Alayne was shaking like a leaf, and Trys knew his suspicions were correct, and he wanted to hold Aly and kiss her until she stopped shaking for _that_ reason while Edric came up with the words to make this right.

“Then Balerion found Jeyne Poole, who he’d kept in one of his brothels until he sold he told to the Boltons,” he threw out, and Alayne went suddenly, terribly still, and he noticed the birds settling in the trees, all seeming to watch them.

“Mother have mercy…” Edric said, something like wonder in his voice.

“It appears,” Alayne said, still frigid, “that I must have a word with my father.”

“Not like this,” Trys prayed his hands wouldn’t get frozen over or some other strange Northern magic, but all he feels is the soft, blue-grey wool of Sansa’s dress, and her face is very near his. “We have a plan, and we’ll want you in on it, but running off will only get you killed. You’re safe, now, and we’re going to make them all pay.”

“Not because of revenge,” Edric added sounding like Ellaria a bit, “but because we’re tired of this, and we want it to end.”

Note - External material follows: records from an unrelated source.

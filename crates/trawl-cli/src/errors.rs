//! Error types for the CLI runtime.

use std::io;

use camino::Utf8PathBuf;
use thiserror::Error;
use trawl::MatchError;
use trawl::telemetry::TelemetryError;
use trawl_core::ConfigurationError;

#[derive(Debug, Error)]
pub(crate) enum AppError {
    #[error("failed to initialise telemetry: {0}")]
    Telemetry(#[from] TelemetryError),
    #[error("search root {0} is not a directory")]
    MissingRoot(Utf8PathBuf),
    #[error("failed to load configurations: {0}")]
    LoadConfigurations(ConfigurationError),
    #[error("configuration '{0}' not found")]
    UnknownConfiguration(String),
    #[error("either --pattern or --configurations with --named must be given")]
    MissingPattern,
    #[error("{0}")]
    Search(#[from] MatchError),
    #[error("failed to serialise match: {0}")]
    Serialise(serde_json::Error),
    #[error("failed to write output: {0}")]
    Write(io::Error),
}
//! Logging settings shared by the engine and the command-line tool.
//!
//! The engine only emits `tracing` events. Which of them reach the terminal,
//! and in what shape, is decided once by whoever installs the subscriber.

use serde::{Deserialize, Serialize};
use strum::{Display, EnumString};

/// Filter used when the caller does not supply one: engine warnings only.
pub const DEFAULT_LOG_FILTER: &str = "warn";

/// How log lines are rendered on stderr.
#[derive(
    Debug, Clone, Copy, Default, Deserialize, Serialize, PartialEq, Eq, EnumString, Display,
)]
#[serde(rename_all = "snake_case")]
#[strum(serialize_all = "snake_case", ascii_case_insensitive)]
pub enum LogFormat {
    /// One JSON object per event, fields flattened.
    Json,
    /// Terse single-line text for interactive use.
    #[default]
    Compact,
}

/// Error for an unknown [`LogFormat`] name.
pub type LogFormatParseError = strum::ParseError;

/// Filter expression and output format for one process.
#[derive(Debug, Clone, PartialEq, Eq, Serialize, Deserialize)]
pub struct LogSettings {
    filter: String,
    format: LogFormat,
}

impl LogSettings {
    /// Creates settings from a filter expression such as `trawl=debug`.
    #[must_use]
    pub fn new(filter: impl Into<String>, format: LogFormat) -> Self {
        Self {
            filter: filter.into(),
            format,
        }
    }

    /// Returns the filter expression.
    #[must_use]
    pub fn filter(&self) -> &str {
        &self.filter
    }

    /// Returns the output format.
    #[must_use]
    pub const fn format(&self) -> LogFormat {
        self.format
    }
}

impl Default for LogSettings {
    fn default() -> Self {
        Self::new(DEFAULT_LOG_FILTER, LogFormat::default())
    }
}
//! Matching anchored at a node inside the match.
//!
//! A down-up search starts from a node that should correspond to the
//! pattern's target variable, climbs candidate and pattern ancestors in step
//! until the pattern's top level is reached, and then runs one ordinary
//! top-down match there with every visited pattern node pinned to the
//! candidate it was paired with.

use trawl_syntax::{ArrayBackedNodeIterator, Node, ParseResult};

use crate::compiler::CompiledPattern;
use crate::context::MatchContext;
use crate::error::MatchError;
use crate::visitor::check_if_should_attempt_to_match;
use crate::workspace::StructuralProfile;

/// Runs a down-up match from `element` in an already configured context.
pub(crate) fn match_by_down_up<'t>(
    context: &mut MatchContext<'_>,
    profile: &dyn StructuralProfile,
    tree: &'t ParseResult,
    element: Node<'t>,
) -> Result<(), MatchError> {
    let Some(pattern) = context.pattern().cloned() else {
        return Ok(());
    };
    if pattern.language() != tree.language() {
        return Ok(());
    }
    context.set_should_recursively_match(false);

    let start = match pattern.target_node() {
        Some(target) => climb_with_target(context, &pattern, profile, tree, element, target),
        None => climb_without_target(&pattern, element)?,
    };
    let Some(start) = start else {
        return Ok(());
    };

    if check_if_should_attempt_to_match(&pattern, tree, &mut ArrayBackedNodeIterator::single(start)) {
        context.match_element(tree, start);
    }
    Ok(())
}

fn climb_with_target<'t>(
    context: &mut MatchContext<'_>,
    pattern: &CompiledPattern,
    profile: &dyn StructuralProfile,
    tree: &'t ParseResult,
    element: Node<'t>,
    target: Node<'_>,
) -> Option<Node<'t>> {
    let loose = pattern.options().loose();
    let language = pattern.language();
    let mut candidate = element;
    let mut pattern_node = profile.extend_matched_by_down_up(target);
    let mut start = None;
    let mut reached_top = false;

    loop {
        let Some(handler) = pattern.handler(pattern_node) else {
            break;
        };
        let same_kind = candidate.kind() == pattern_node.kind();
        let typed_fits = pattern.is_typed_var(pattern_node)
            && handler.can_match(pattern, pattern_node, candidate, tree.source());
        if !same_kind && !typed_fits {
            break;
        }

        context.pin(pattern_node, candidate);
        start = Some(candidate);
        if handler.is_top_level() {
            reached_top = true;
            break;
        }

        let (Some(candidate_parent), Some(pattern_parent)) =
            (candidate.parent(), pattern_node.parent())
        else {
            break;
        };
        candidate = candidate_parent;
        pattern_node = pattern_parent;
        if loose {
            candidate = profile.update_current_node(candidate, language);
            pattern_node = profile.update_current_node(pattern_node, language);
        }
    }

    if reached_top { start } else { None }
}

fn climb_without_target<'t>(
    pattern: &CompiledPattern,
    element: Node<'t>,
) -> Result<Option<Node<'t>>, MatchError> {
    let roots = pattern.parsed().top_level_nodes();
    let [top] = roots.as_slice() else {
        return Err(MatchError::unsupported(
            "down-up matching without a target needs a single top-level pattern node",
        ));
    };

    let mut current = element.parent();
    while let Some(node) = current {
        if node.kind() == top.kind() {
            return Ok(Some(node));
        }
        current = node.parent();
    }
    Ok(None)
}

She crumbled and cried silently, because noisy sobs were beaten out of her during the war, and she just wanted to _rest_.

~

It the plan didn’t happen at Oldstones, because they all agree that keeping Oldstones safe- and keeping Bywater _away_ from it- is the best of the long-term plans.

(”He’s a good man,” Rhae said to Trys and Oberyn, fingering a chain of amber that had belonged to her mother. “I would hate to have to kill him.”

Because she is as good a shot as any, despite the magic-and-clockwork arm, and a damn good sorceress, so she’d do the job, same as Slynt.)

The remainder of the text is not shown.